Good work comes from a simple system: clear principles, a deliberate process, and practical rules that keep every detail honest. Together they create a coherent whole where thinking, making, and judging line up toward the purpose set at the start.
I work from a short list of ideas I keep coming back to. ① Usefulness: design that doesn't change something real isn't doing its job. ② Coherence: every decision should connect to every other, and the whole should feel inevitable. ③ Subtraction: the hardest choices are always about what to remove, and those are the ones that make everything else stronger. ④ Clarity: nothing should require guessing; intent should be readable, actions obvious, context self-explanatory. And ⑤ Focus: good design stays out of the way, supports attention instead of competing for it, and lets people do what they actually came to do.
Design problems resist fixed formulas. Each project arrives with its own shape: different constraints, different unknowns, different stakes. My process adapts to this. A semi-structured double diamond that holds a consistent overall arc while staying responsive to what each situation actually demands.
Notice what's actually happening. Gather raw, unfiltered signals from people, context, and systems. Stay in contact long enough to know what's actually worth solving.
Synthesize, structure, and transform raw findings into a clear problem statement. Move from observation to meaning, from noise to direction. Choose where to focus, deliberately.
Generate, test, and iterate on possible approaches. Produce many ideas before committing to any. More options, better decisions.
Narrow down to a final solution that's production-ready. Build the real thing, carefully. Eliminate what doesn't work. Ship when it's right, not just when it works.
Good design explains itself. If someone needs a walkthrough to understand what they're looking at, the design hasn't done its job yet. Clarity isn't a layer you add at the end — it's the result of every decision made clearly along the way.
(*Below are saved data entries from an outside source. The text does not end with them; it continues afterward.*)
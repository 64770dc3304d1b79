use thiserror::Error;

#[derive(Debug, Error)]
pub enum DomainError {
    #[error("Config error: {0}")]
    ConfigError(String),

    #[error("Parse error: {0}")]
    ParseError(String),

    #[error("Embedding error: {0}")]
    EmbeddingError(String),

    #[error("Storage error: {0}")]
    StorageError(String),

    #[error("Not initialized: {0}")]
    NotInitialized(String),

    #[error("Unsupported language: {0}")]
    UnsupportedLanguage(String),

    #[error("Task not found: {0}")]
    TaskNotFound(String),

    #[error("Parent task not found: {0}")]
    ParentNotFound(String),

    #[error("Invalid input: {0}")]
    InvalidInput(String),

    #[error("Deadline exceeded: {0}")]
    DeadlineExceeded(String),

    #[error("I/O error: {0}")]
    IoError(#[from] std::io::Error),

    #[error("Internal error: {0}")]
    Internal(String),
}

impl DomainError {
    pub fn config(msg: impl Into<String>) -> Self {
        Self::ConfigError(msg.into())
    }

    pub fn storage(msg: impl Into<String>) -> Self {
        Self::StorageError(msg.into())
    }

    pub fn parse(msg: impl Into<String>) -> Self {
        Self::ParseError(msg.into())
    }

    pub fn embedding(msg: impl Into<String>) -> Self {
        Self::EmbeddingError(msg.into())
    }

    pub fn not_initialized(msg: impl Into<String>) -> Self {
        Self::NotInitialized(msg.into())
    }

    pub fn task_not_found(id: impl Into<String>) -> Self {
        Self::TaskNotFound(id.into())
    }

    pub fn parent_not_found(id: impl Into<String>) -> Self {
        Self::ParentNotFound(id.into())
    }

    pub fn invalid_input(msg: impl Into<String>) -> Self {
        Self::InvalidInput(msg.into())
    }

    pub fn deadline(msg: impl Into<String>) -> Self {
        Self::DeadlineExceeded(msg.into())
    }

    pub fn internal(msg: impl Into<String>) -> Self {
        Self::Internal(msg.into())
    }

    pub fn is_parse_error(&self) -> bool {
        matches!(self, Self::ParseError(_))
    }

    pub fn is_storage_error(&self) -> bool {
        matches!(self, Self::StorageError(_))
    }

    pub fn is_not_found(&self) -> bool {
        matches!(self, Self::TaskNotFound(_) | Self::ParentNotFound(_))
    }

    /// Errors the indexing pipeline recovers from locally (skip the file,
    /// keep going). Everything else is surfaced with a structured reason.
    pub fn is_locally_recoverable(&self) -> bool {
        matches!(
            self,
            Self::ParseError(_) | Self::UnsupportedLanguage(_) | Self::IoError(_)
        )
    }
}
//! CodeScout CLI - hybrid codebase retrieval engine.

use std::path::PathBuf;
use std::sync::Arc;

use anyhow::Result;
use clap::Parser;
use indicatif::{ProgressBar, ProgressStyle};
use tracing::info;
use tracing_subscriber::EnvFilter;

use codescout::{
    load_index_state, Crawler, DependencyScout, DuckdbVectorRepository, EmbeddingService,
    HttpEmbedding, IndexCatalog, IndexEngine, IndexMode, IndexPhase, MockEmbedding, ProgressFn,
    RedbTaskStore, ScoutConfig, SearchCodeUseCase, SearchQuery, SummarizeCodebaseUseCase,
    SummarizeOptions, ToolDispatcher, TreeSitterParser, VectorRepository, TASK_STORE_NAME,
    VECTOR_STORE_NAME,
};

mod cli;
use cli::Commands;

/// CodeScout - codebase retrieval for coding assistants
#[derive(Parser)]
#[command(name = "codescout")]
#[command(author, version, about, long_about = None)]
struct Cli {
    /// Enable verbose logging
    #[arg(short, long, global = true)]
    verbose: bool,

    /// Project root to index (falls back to $PROJECT_ROOT, then cwd)
    #[arg(short, long, global = true)]
    project_root: Option<String>,

    /// Data directory for persisted indexes (falls back to $DATA_DIR)
    #[arg(short, long, global = true)]
    data_dir: Option<String>,

    #[command(subcommand)]
    command: Commands,
}

fn expand_tilde(path: &str) -> String {
    if let Some(rest) = path.strip_prefix("~/") {
        if let Some(home) = std::env::var_os("HOME") {
            return PathBuf::from(home).join(rest).to_string_lossy().to_string();
        }
    }
    path.to_string()
}

fn resolve_dirs(cli: &Cli) -> (PathBuf, PathBuf) {
    let project_root = cli
        .project_root
        .clone()
        .or_else(|| std::env::var("PROJECT_ROOT").ok())
        .unwrap_or_else(|| ".".to_string());
    let data_dir = cli
        .data_dir
        .clone()
        .or_else(|| std::env::var("DATA_DIR").ok())
        .unwrap_or_else(|| "~/.codescout".to_string());
    (
        PathBuf::from(expand_tilde(&project_root)),
        PathBuf::from(expand_tilde(&data_dir)),
    )
}

/// Pick the embedding backend from the environment: a remote endpoint when
/// configured, the deterministic mock otherwise.
fn build_embedding_service() -> Arc<dyn EmbeddingService> {
    let dimensions = std::env::var("EMBEDDING_DIMENSIONS")
        .ok()
        .and_then(|d| d.parse().ok())
        .unwrap_or(384);

    match std::env::var("EMBEDDING_ENDPOINT") {
        Ok(endpoint) => {
            let model = std::env::var("EMBEDDING_MODEL")
                .unwrap_or_else(|_| "text-embedding-3-small".to_string());
            info!("Using remote embedder {} ({})", endpoint, model);
            Arc::new(HttpEmbedding::new(
                endpoint,
                std::env::var("EMBEDDING_API_KEY").ok(),
                model,
                dimensions,
            ))
        }
        Err(_) => Arc::new(MockEmbedding::with_dimensions(dimensions)),
    }
}

#[tokio::main]
async fn main() -> Result<()> {
    let cli = Cli::parse();

    let filter = if cli.verbose {
        EnvFilter::try_from_default_env().unwrap_or_else(|_| EnvFilter::new("debug"))
    } else {
        EnvFilter::try_from_default_env().unwrap_or_else(|_| EnvFilter::new("info"))
    };
    tracing_subscriber::fmt()
        .with_env_filter(filter)
        .with_target(false)
        .init();

    let (project_root, data_dir) = resolve_dirs(&cli);
    std::fs::create_dir_all(&data_dir)?;

    // Shared services.
    let parser = Arc::new(TreeSitterParser::new());
    let embedding = build_embedding_service();
    let vector_repo: Arc<dyn VectorRepository> = Arc::new(
        DuckdbVectorRepository::with_dimensions(
            &data_dir.join(VECTOR_STORE_NAME),
            embedding.dimensions(),
        )?,
    );
    let catalog = Arc::new(IndexCatalog::load(&data_dir).await);

    let engine = Arc::new(IndexEngine::new(
        project_root.clone(),
        data_dir.clone(),
        parser.clone(),
        vector_repo.clone(),
        embedding.clone(),
        catalog.clone(),
    ));
    let search = Arc::new(SearchCodeUseCase::new(
        vector_repo.clone(),
        embedding.clone(),
        catalog.clone(),
    ));
    let scout = Arc::new(DependencyScout::new(parser.clone()));
    let summarizer = Arc::new(SummarizeCodebaseUseCase::new(
        Crawler::new(&project_root),
        catalog.clone(),
    ));

    match cli.command {
        Commands::Index {
            full,
            uncommitted,
            dry_run,
        } => {
            let mode = if full {
                IndexMode::Full
            } else {
                IndexMode::Incremental
            };

            if dry_run {
                let plan = engine.plan(mode, uncommitted).await?;
                println!(
                    "{} ({}): add {}, update {}, delete {}, unchanged {}",
                    if plan.is_full_reindex {
                        "Full reindex"
                    } else {
                        "Incremental"
                    },
                    plan.reason,
                    plan.stats.files_to_add,
                    plan.stats.files_to_update,
                    plan.stats.files_to_delete,
                    plan.stats.files_unchanged,
                );
                return Ok(());
            }

            let bar = ProgressBar::new(0);
            bar.set_style(
                ProgressStyle::default_bar()
                    .template("  {spinner:.green} {bar:40.green/dim} {pos}/{len} {msg:.dim}")
                    .expect("Invalid progress bar template")
                    .progress_chars("━━─"),
            );
            let progress_bar = bar.clone();
            let progress: ProgressFn = Arc::new(move |phase, current, total| {
                progress_bar.set_length(total as u64);
                progress_bar.set_position(current as u64);
                progress_bar.set_message(match phase {
                    IndexPhase::Crawling => "crawling",
                    IndexPhase::Analyzing => "analyzing",
                    IndexPhase::Embedding => "embedding",
                    IndexPhase::Saving => "saving",
                    IndexPhase::Complete => "done",
                });
            });

            let report = engine.run(mode, uncommitted, Some(progress), None).await?;
            bar.finish_and_clear();
            println!(
                "Indexed {} file(s), {} chunk(s), removed {} in {}ms ({})",
                report.files_indexed,
                report.chunks_indexed,
                report.files_removed,
                report.duration_ms,
                report.reason,
            );
        }

        Commands::Search {
            query,
            num,
            min_score,
            language,
            kind,
        } => {
            let mut search_query = SearchQuery::new(&query).with_limit(num);
            if let Some(score) = min_score {
                search_query = search_query.with_min_score(score);
            }
            if let Some(languages) = language {
                search_query = search_query.with_languages(languages);
            }
            if let Some(kinds) = kind {
                search_query = search_query.with_kinds(kinds);
            }

            let results = search.execute(search_query).await?;
            if results.is_empty() {
                println!("No results.");
            }
            for (i, result) in results.iter().enumerate() {
                let chunk = result.chunk();
                println!(
                    "{}. {} [{} {}] score {:.3}",
                    i + 1,
                    chunk.location(),
                    chunk.kind(),
                    chunk.name().unwrap_or("-"),
                    result.score(),
                );
            }
        }

        Commands::Symbol { name, entry } => {
            let entries = resolve_entries(&project_root, &entry).await?;
            let graph = scout.build_dependency_graph(&entries);
            let definitions = scout.find_symbol_definitions(&name, &graph);
            let call_sites = scout.find_call_sites(&name, &graph);

            println!("{} definition(s):", definitions.len());
            for def in &definitions {
                println!("  {}:{} [{}]", def.file, def.line, def.kind);
            }
            println!("{} call site(s):", call_sites.len());
            for site in &call_sites {
                println!("  {}:{}", site.file, site.line);
            }
        }

        Commands::Deps {
            entry,
            max_depth,
            include_node_modules,
        } => {
            let scout = DependencyScout::with_config(
                parser.clone(),
                ScoutConfig {
                    max_depth,
                    include_node_modules,
                    ..ScoutConfig::default()
                },
            );
            let entries = resolve_entries(&project_root, &entry).await?;
            let graph = scout.build_dependency_graph(&entries);
            let stats = graph.stats();

            println!(
                "{} node(s), {} edge(s), {} root(s), {} leaf(s), {} cycle(s)",
                stats.node_count,
                stats.edge_count,
                stats.root_count,
                stats.leaf_count,
                stats.cycle_count,
            );
            for cycle in &graph.cycles {
                println!("cycle: {}", cycle.join(" -> "));
            }
        }

        Commands::Summarize {
            scope,
            depth,
            focus,
            max_tokens,
        } => {
            let summary = summarizer
                .execute(&SummarizeOptions {
                    scope,
                    depth,
                    focus,
                    max_tokens,
                })
                .await?;
            println!("{}", summary);
        }

        Commands::Tool { request } => {
            let tasks = Arc::new(RedbTaskStore::open(&data_dir.join(TASK_STORE_NAME))?);
            let dispatcher = ToolDispatcher::new(
                engine.clone(),
                search.clone(),
                scout.clone(),
                summarizer.clone(),
                tasks,
                data_dir.clone(),
            );
            let raw: serde_json::Value = serde_json::from_str(&request)?;
            let response = dispatcher.dispatch_json(raw).await;
            println!("{}", serde_json::to_string_pretty(&response)?);
            if response.get("success") == Some(&serde_json::Value::Bool(false)) {
                std::process::exit(1);
            }
        }

        Commands::Stats => {
            let stats = vector_repo.stats().await?;
            let state = load_index_state(&data_dir).await;
            println!("Chunks: {}", stats.total_chunks);
            for (language, count) in &stats.languages {
                println!("  {}: {}", language, count);
            }
            if let Some(commit) = &state.last_indexed_commit {
                println!(
                    "Last indexed commit: {} (branch {})",
                    commit,
                    state.branch.as_deref().unwrap_or("-"),
                );
            }
            println!(
                "BM25 documents: {}",
                catalog.bm25.read().expect("bm25 lock poisoned").len()
            );
            println!(
                "Symbols: {}",
                catalog.fuzzy.read().expect("fuzzy lock poisoned").len()
            );
        }
    }

    Ok(())
}

/// Expand explicit entry arguments, or fall back to every supported file
/// in the project root.
async fn resolve_entries(project_root: &PathBuf, entries: &[String]) -> Result<Vec<PathBuf>> {
    if entries.is_empty() {
        let crawl = Crawler::new(project_root).crawl().await?;
        return Ok(crawl.into_iter().map(|f| f.path).collect());
    }
    Ok(entries
        .iter()
        .map(|e| {
            let path = PathBuf::from(e);
            if path.is_absolute() {
                path
            } else {
                project_root.join(path)
            }
        })
        .collect())
}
Test it at the edges: slow connection, wrong device, distracted user, unexpected input. Design that only works in ideal conditions isn't finished. Resilience is part of the solution, not an afterthought.
Every element should be able to justify its presence. If you can't say why something is there, that's a sign it shouldn't be. Removing it should feel like a loss — if it doesn't, it was noise.
Good design doesn't demand more focus than the task requires. If the interface is the most noticeable thing in the interaction, something is wrong. The work should fade into the background and let the person concentrate on what they came to do.
A well-executed answer to the wrong question is still a failure. Before judging quality, check that the problem being solved is actually the one that matters. Craft without direction is just decoration.
The best design solutions look obvious in hindsight — like there was no other way. If a solution still feels like one of several options, it probably needs more pressure applied. You're done when removing or changing anything would make it worse.